EXERCISE INSTRUCTIONS:
Write out each line of the entries exactly, starting at the first and finishing with the line that contains "use crate::value::Value;".

---------- RECORDS TO USE

//! Statement execution and expression evaluation.

use std::collections::BTreeMap;
use std::path::PathBuf;
use std::rc::Rc;

use hermes_types::ast::*;

use crate::console::Console;
use crate::env::Environment;
use crate::error::{EvalError, EvalResult};
use crate::modules::{Callable, ModuleRegistry};
use crate::resolver::{DirectoryResolver, ModuleResolver, NoModules};
use crate::value::Value;

/// Calls nested deeper than this raise [`EvalError::StackExhausted`].
///
/// Each Hermes call costs roughly 3 KiB of host stack in a debug build, so
/// this depth still fits a 2 MiB thread (the default for spawned threads
/// and tests). Raise it through [`EvalOptions`] on a larger stack.
pub const DEFAULT_MAX_CALL_DEPTH: usize = 256;

/// Engine configuration, passed in explicitly.
#[derive(Debug, Clone, PartialEq)]
pub struct EvalOptions {
    /// Directory searched for `*.hs` module files. `None` disables user modules.
    pub module_path: Option<PathBuf>,
    pub max_call_depth: usize,
}

impl Default for EvalOptions {
    fn default() -> Self {
        Self {
            module_path: None,
            max_call_depth: DEFAULT_MAX_CALL_DEPTH,
        }
    }
}

/// Outcome of executing a statement.
#[derive(Debug)]
enum Flow {
    Next,
    /// A `return` was hit; unwinds to the enclosing call.
    Return(Value),
}

/// The tree-walking evaluator.
///
/// State persists across [`Evaluator::interpret`] calls, so a REPL can feed
/// it one line at a time.
pub struct Evaluator {
    env: Environment,
    /// Every function ever declared, by name. Later declarations replace earlier ones.
    functions: BTreeMap<String, Rc<FunctionDecl>>,
    modules: ModuleRegistry,
    resolver: Box<dyn ModuleResolver>,
    console: Console,
    options: EvalOptions,
    call_depth: usize,
}

impl Evaluator {
    pub fn new() -> Self {
        Self::with_options(EvalOptions::default())
    }

    /// Build an evaluator from options. A module path selects a
    /// [`DirectoryResolver`]; without one no user module can be imported.
    pub fn with_options(options: EvalOptions) -> Self {
        let resolver: Box<dyn ModuleResolver> = match &options.module_path {
            Some(path) => Box::new(DirectoryResolver::new(path.clone())),
            None => Box::new(NoModules),
        };
        Self {
            env: Environment::new(),
            functions: BTreeMap::new(),
            modules: ModuleRegistry::new(),
            resolver,
            console: Console::Stdio,
            options,
            call_depth: 0,
        }
    }

    pub fn with_console(mut self, console: Console) -> Self {
        self.console = console;
        self
    }

    /// Replace the module resolver chosen from the options.
    pub fn with_resolver(mut self, resolver: impl ModuleResolver + 'static) -> Self {
        self.resolver = Box::new(resolver);
        self
    }

    pub fn options(&self) -> &EvalOptions {
        &self.options
    }

    pub fn env(&self) -> &Environment {
        &self.env
    }

    /// Current value of a variable, searched from the current frame outward.
    pub fn get_var(&self, name: &str) -> Option<&Value> {
        self.env.get(name)
    }

    pub fn has_function(&self, name: &str) -> bool {
        self.functions.contains_key(name)
    }

    pub fn modules(&self) -> &ModuleRegistry {
        &self.modules
    }

    pub fn console(&self) -> &Console {
        &self.console
    }

    pub fn console_mut(&mut self) -> &mut Console {
        &mut self.console
    }

    // ══════════════════════════════════════════════════════════════════════
    // Statements
    // ══════════════════════════════════════════════════════════════════════

    /// Execute a program against the persistent state.
    ///
    /// Top-level functions are hoisted first. The first error aborts the rest
    /// of the program; whatever ran before it stays in effect.
    ///
    /// A bare top-level `return` is an error. A `return` nested in a top-level
    /// `if` or `for` only ends that statement.
    pub fn interpret(&mut self, program: &Program) -> EvalResult<()> {
        for func in program.functions() {
            self.functions.insert(func.name.clone(), Rc::clone(func));
        }
        for stmt in &program.stmts {
            match stmt {
                Stmt::Return(_) => return Err(EvalError::ReturnOutsideFunction),
                Stmt::Module(module) => self.interpret(&module.body)?,
                _ => {
                    self.exec_stmt(stmt)?;
                }
            }
        }
        Ok(())
    }

    fn exec_program(&mut self, program: &Program) -> EvalResult<Flow> {
        for func in program.functions() {
            self.functions.insert(func.name.clone(), Rc::clone(func));
        }
        self.exec_block(&program.stmts)
    }

    /// Run statements in order, stopping at the first `return`.
    fn exec_block(&mut self, stmts: &[Stmt]) -> EvalResult<Flow> {
        for stmt in stmts {
            if let Flow::Return(value) = self.exec_stmt(stmt)? {
                return Ok(Flow::Return(value));
            }
        }
        Ok(Flow::Next)
    }

    fn exec_stmt(&mut self, stmt: &Stmt) -> EvalResult<Flow> {
        match stmt {
            Stmt::VarDecl(decl) => {
                let value = self.eval(&decl.value)?;
                self.env.define(&decl.name, value);
            }
            Stmt::MultiAssign(assign) => {
                // Evaluate every right-hand side before binding any name.
                let values = assign
                    .values
                    .iter()
                    .map(|expr| self.eval(expr))
                    .collect::<EvalResult<Vec<_>>>()?;
                for (name, value) in assign.names.iter().zip(values) {
                    self.env.define(name, value);
                }
            }
            Stmt::Function(func) => {
                self.functions.insert(func.name.clone(), Rc::clone(func));
            }
            Stmt::If(stmt) => return self.exec_if(stmt),
            Stmt::For(stmt) => return self.exec_for(stmt),
            Stmt::Return(ret) => {
                let value = match &ret.value {
                    Some(expr) => self.eval(expr)?,
                    None => Value::Null,
                };
                return Ok(Flow::Return(value));
            }
            Stmt::Import(import) => self.import(&import.module)?,
            Stmt::Module(module) => return self.exec_program(&module.body),
            Stmt::Expr(expr) => {
                self.eval(expr)?;
            }
        }
        Ok(Flow::Next)
    }

    fn exec_if(&mut self, stmt: &IfStmt) -> EvalResult<Flow> {
        if self.eval(&stmt.condition)?.is_truthy() {
            return self.exec_block(&stmt.body.stmts);
        }
        for branch in &stmt.else_ifs {
            if self.eval(&branch.condition)?.is_truthy() {
                return self.exec_block(&branch.body.stmts);
            }
        }
        match &stmt.else_body {
            Some(body) => self.exec_block(&body.stmts),
            None => Ok(Flow::Next),
        }
    }

    fn exec_for(&mut self, stmt: &ForStmt) -> EvalResult<Flow> {
        if let Some(init) = &stmt.init {
            if let Flow::Return(value) = self.exec_stmt(init)? {
                return Ok(Flow::Return(value));
            }
        }
        while self.eval(&stmt.condition)?.is_truthy() {
            if let Flow::Return(value) = self.exec_block(&stmt.body.stmts)? {
                return Ok(Flow::Return(value));
            }
            if let Some(increment) = &stmt.increment {
                self.eval(increment)?;
            }
        }
        Ok(Flow::Next)
    }

    // ── Imports ───────────────────────────────────────────────────────────

    /// Import `name`. Registered modules (builtins, modules loaded earlier)
    /// are only marked imported. Anything else goes to the resolver; on
    /// success the module's functions are registered and its body runs.
    fn import(&mut self, name: &str) -> EvalResult<()> {
        if self.modules.is_registered(name) {
            self.modules.mark_imported(name);
            return Ok(());
        }

        let module = match self.resolver.resolve(name) {
            Ok(Some(module)) => module,
            Ok(None) => {
                return Err(EvalError::ModuleLoadFailed {
                    module: name.to_string(),
                    reason: "module not found".to_string(),
                })
            }
            Err(err) => {
                return Err(EvalError::ModuleLoadFailed {
                    module: name.to_string(),
                    reason: err.to_string(),
                })
            }
        };

        let functions = module
            .body
            .functions()
            .map(|func| (func.name.clone(), Callable::User(Rc::clone(func))))
            .collect::<Vec<_>>();
        self.modules.register(name, functions);
        self.modules.mark_imported(name);

        // A body that fails leaves no trace of the module in the registry.
        let result = self.interpret(&module.body);
        if result.is_err() {
            self.modules.remove(name);
        }
        result
    }

    // ══════════════════════════════════════════════════════════════════════
    // Expressions
    // ══════════════════════════════════════════════════════════════════════

    /// Evaluate an expression to a value.
    pub fn eval(&mut self, expr: &Expr) -> EvalResult<Value> {
        match &expr.kind {
            ExprKind::Literal(lit) => Ok(Value::from_literal(lit.text())),
            ExprKind::Variable(name) => self
                .env
                .get(name)
                .cloned()
                .ok_or_else(|| EvalError::UndefinedVariable(name.clone())),
            ExprKind::ArrayLiteral(items) => items
                .iter()
                .map(|item| self.eval(item))
                .collect::<EvalResult<Vec<_>>>()
                .map(Value::List),
            ExprKind::ArrayAccess { array, index } => {
                let list = self.eval(array)?;
                let index = self.eval(index)?;
                index_value(&list, &index)
            }
            ExprKind::Binary { left, op, right } => {
                let left = self.eval(left)?;
                let right = self.eval(right)?;
                binary_op(*op, &left, &right)
            }
            ExprKind::Negate(operand) => Ok(Value::Number(-self.eval(operand)?.to_number()?)),
            ExprKind::Assign { target, value } => {
                let value = self.eval(value)?;
                self.assign(target, value.clone())?;
                Ok(value)
            }
            ExprKind::Increment { name, prefix } => self.step(name, 1.0, *prefix),
            ExprKind::Decrement { name, prefix } => self.step(name, -1.0, *prefix),
            ExprKind::Call { target, args } => self.call(target, args),
        }
    }

    fn assign(&mut self, target: &Expr, value: Value) -> EvalResult<()> {
        match &target.kind {
            ExprKind::Variable(name) => {
                self.env.assign(name, value);
                Ok(())
            }
            ExprKind::ArrayAccess { .. } => self.assign_element(target, value),
            _ => Err(EvalError::TypeMismatch(
                "invalid assignment target".to_string(),
            )),
        }
    }

    /// `name[i]... = value`: walk down to the variable, then index back up.
    fn assign_element(&mut self, target: &Expr, value: Value) -> EvalResult<()> {
        let mut index_exprs = Vec::new();
        let mut base = target;
        while let ExprKind::ArrayAccess { array, index } = &base.kind {
            index_exprs.push(index.as_ref());
            base = array.as_ref();
        }
        let ExprKind::Variable(name) = &base.kind else {
            return Err(EvalError::TypeMismatch(
                "invalid assignment target".to_string(),
            ));
        };

        let indices = index_exprs
            .into_iter()
            .rev()
            .map(|expr| self.eval(expr))
            .collect::<EvalResult<Vec<_>>>()?;

        let mut slot = self
            .env
            .get_mut(name)
            .ok_or_else(|| EvalError::UndefinedVariable(name.clone()))?;
        for index in &indices {
            slot = element_mut(slot, index)?;
        }
        *slot = value;
        Ok(())
    }

    /// `++`/`--`: the variable must exist. Prefix yields the new value, postfix the old.
    fn step(&mut self, name: &str, delta: f64, prefix: bool) -> EvalResult<Value> {
        let slot = self
            .env
            .get_mut(name)
            .ok_or_else(|| EvalError::UndefinedVariable(name.to_string()))?;
        let old = slot.to_number()?;
        let new = old + delta;
        *slot = Value::Number(new);
        Ok(Value::Number(if prefix { new } else { old }))
    }

    // ── Calls ─────────────────────────────────────────────────────────────

    fn call(&mut self, target: &CallTarget, args: &[Expr]) -> EvalResult<Value> {
        match target {
            CallTarget::Local(name) => {
                let func = self
                    .functions
                    .get(name)
                    .cloned()
                    .ok_or_else(|| EvalError::UnknownFunction(name.clone()))?;
                let values = self.eval_args(args)?;
                self.call_user(name, &func, values)
            }
            CallTarget::Qualified { module, function } => {
                let callable = self.modules.lookup(module, function)?.clone();
                let values = self.eval_args(args)?;
                let qualified = target.to_string();
                match callable {
                    Callable::Native(builtin) => {
                        if let Some(expected) = builtin.arity {
                            check_arity(&qualified, expected, values.len())?;
                        }
                        (builtin.func)(&mut self.console, &values)
                    }
                    Callable::User(func) => self.call_user(&qualified, &func, values),
                }
            }
        }
    }

    fn eval_args(&mut self, args: &[Expr]) -> EvalResult<Vec<Value>> {
        args.iter().map(|arg| self.eval(arg)).collect()
    }

    /// Run a user function in a fresh frame linked to the globals.
    fn call_user(
        &mut self,
        name: &str,
        func: &FunctionDecl,
        args: Vec<Value>,
    ) -> EvalResult<Value> {
        check_arity(name, func.params.len(), args.len())?;
        if self.call_depth >= self.options.max_call_depth {
            return Err(EvalError::StackExhausted {
                depth: self.options.max_call_depth,
            });
        }

        self.call_depth += 1;
        self.env.push_frame();
        for (param, value) in func.params.iter().zip(args) {
            self.env.define(param, value);
        }
        let result = self.exec_block(&func.body);
        self.env.pop_frame();
        self.call_depth -= 1;

        match result? {
            Flow::Return(value) => Ok(value),
            Flow::Next => Ok(Value::Null),
        }
    }
}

--------------------

RESPONSE TO THIS EXERCISE:
//! Statement execution and expression evaluation.

use std::collections::BTreeMap;
use std::path::PathBuf;
use std::rc::Rc;

use hermes_types::ast::*;

use crate::console::Console;
use crate::env::Environment;
use crate::error::{EvalError, EvalResult};
use crate::modules::{Callable, ModuleRegistry};
use crate::resolver::{DirectoryResolver, ModuleResolver, NoModules};
use crate::value::Value;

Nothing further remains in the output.